▶ **Work to be completed**: Wherever the word "description" appears in the entries, copy the whole line.

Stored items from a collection
========================

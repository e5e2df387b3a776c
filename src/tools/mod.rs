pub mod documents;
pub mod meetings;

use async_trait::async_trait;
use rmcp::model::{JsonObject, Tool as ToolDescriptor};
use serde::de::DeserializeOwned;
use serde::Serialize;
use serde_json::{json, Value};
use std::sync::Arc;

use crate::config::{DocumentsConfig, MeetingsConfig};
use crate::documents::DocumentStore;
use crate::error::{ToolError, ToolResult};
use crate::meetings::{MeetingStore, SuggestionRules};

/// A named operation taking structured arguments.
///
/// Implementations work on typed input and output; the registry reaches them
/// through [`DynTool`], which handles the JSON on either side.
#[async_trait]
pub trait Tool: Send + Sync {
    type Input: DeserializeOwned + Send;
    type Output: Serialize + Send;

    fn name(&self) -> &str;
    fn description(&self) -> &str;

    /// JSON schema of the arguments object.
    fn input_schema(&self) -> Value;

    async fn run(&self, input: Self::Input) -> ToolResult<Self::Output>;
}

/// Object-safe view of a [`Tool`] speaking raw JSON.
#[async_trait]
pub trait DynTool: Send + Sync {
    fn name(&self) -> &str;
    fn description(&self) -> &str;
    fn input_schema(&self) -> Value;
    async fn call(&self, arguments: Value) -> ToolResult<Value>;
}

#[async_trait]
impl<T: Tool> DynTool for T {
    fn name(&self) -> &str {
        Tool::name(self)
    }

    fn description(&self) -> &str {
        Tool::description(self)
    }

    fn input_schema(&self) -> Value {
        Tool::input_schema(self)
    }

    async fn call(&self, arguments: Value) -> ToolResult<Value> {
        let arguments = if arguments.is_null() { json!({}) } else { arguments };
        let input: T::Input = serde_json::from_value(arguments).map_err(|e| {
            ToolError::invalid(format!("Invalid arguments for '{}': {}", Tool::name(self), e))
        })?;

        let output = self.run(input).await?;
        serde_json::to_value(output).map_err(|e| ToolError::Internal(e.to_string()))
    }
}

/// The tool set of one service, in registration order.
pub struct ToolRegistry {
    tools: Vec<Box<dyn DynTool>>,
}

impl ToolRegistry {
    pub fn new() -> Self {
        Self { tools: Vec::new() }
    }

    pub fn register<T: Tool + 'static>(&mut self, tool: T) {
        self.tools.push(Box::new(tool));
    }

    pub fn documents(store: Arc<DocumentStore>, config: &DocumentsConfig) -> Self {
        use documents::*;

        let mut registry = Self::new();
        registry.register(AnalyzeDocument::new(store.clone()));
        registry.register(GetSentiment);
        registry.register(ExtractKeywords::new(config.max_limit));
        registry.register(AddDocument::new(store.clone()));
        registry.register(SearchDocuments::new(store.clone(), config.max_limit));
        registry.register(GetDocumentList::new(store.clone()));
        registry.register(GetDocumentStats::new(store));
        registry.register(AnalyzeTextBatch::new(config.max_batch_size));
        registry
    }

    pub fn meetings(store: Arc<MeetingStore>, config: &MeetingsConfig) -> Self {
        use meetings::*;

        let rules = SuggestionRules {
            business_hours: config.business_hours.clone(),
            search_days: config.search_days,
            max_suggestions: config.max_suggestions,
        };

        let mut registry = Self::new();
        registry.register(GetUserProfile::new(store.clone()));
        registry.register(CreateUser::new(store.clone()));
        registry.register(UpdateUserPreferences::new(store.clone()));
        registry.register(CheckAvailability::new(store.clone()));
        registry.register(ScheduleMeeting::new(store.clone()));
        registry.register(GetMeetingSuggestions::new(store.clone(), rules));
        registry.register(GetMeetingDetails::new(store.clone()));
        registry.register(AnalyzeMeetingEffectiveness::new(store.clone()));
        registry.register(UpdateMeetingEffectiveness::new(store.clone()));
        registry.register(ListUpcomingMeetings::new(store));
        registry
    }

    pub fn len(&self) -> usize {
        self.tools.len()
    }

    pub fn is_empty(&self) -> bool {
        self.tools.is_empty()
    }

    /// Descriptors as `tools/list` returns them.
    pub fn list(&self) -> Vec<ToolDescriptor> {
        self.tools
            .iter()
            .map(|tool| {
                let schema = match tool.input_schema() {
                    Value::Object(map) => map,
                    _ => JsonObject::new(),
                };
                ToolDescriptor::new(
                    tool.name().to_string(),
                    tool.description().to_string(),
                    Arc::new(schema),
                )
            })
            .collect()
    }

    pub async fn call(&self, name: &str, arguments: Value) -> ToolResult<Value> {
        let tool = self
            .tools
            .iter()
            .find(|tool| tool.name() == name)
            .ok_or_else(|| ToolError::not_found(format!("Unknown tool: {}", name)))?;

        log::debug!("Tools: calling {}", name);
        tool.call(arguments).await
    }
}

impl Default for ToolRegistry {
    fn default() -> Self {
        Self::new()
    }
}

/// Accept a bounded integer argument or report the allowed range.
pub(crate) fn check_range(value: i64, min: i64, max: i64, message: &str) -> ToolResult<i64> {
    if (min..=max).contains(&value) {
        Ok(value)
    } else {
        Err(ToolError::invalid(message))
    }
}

========================

▶ **Completed task**:
    fn description(&self) -> &str;
    fn description(&self) -> &str;
    fn description(&self) -> &str {
        Tool::description(self)
                    tool.description().to_string(),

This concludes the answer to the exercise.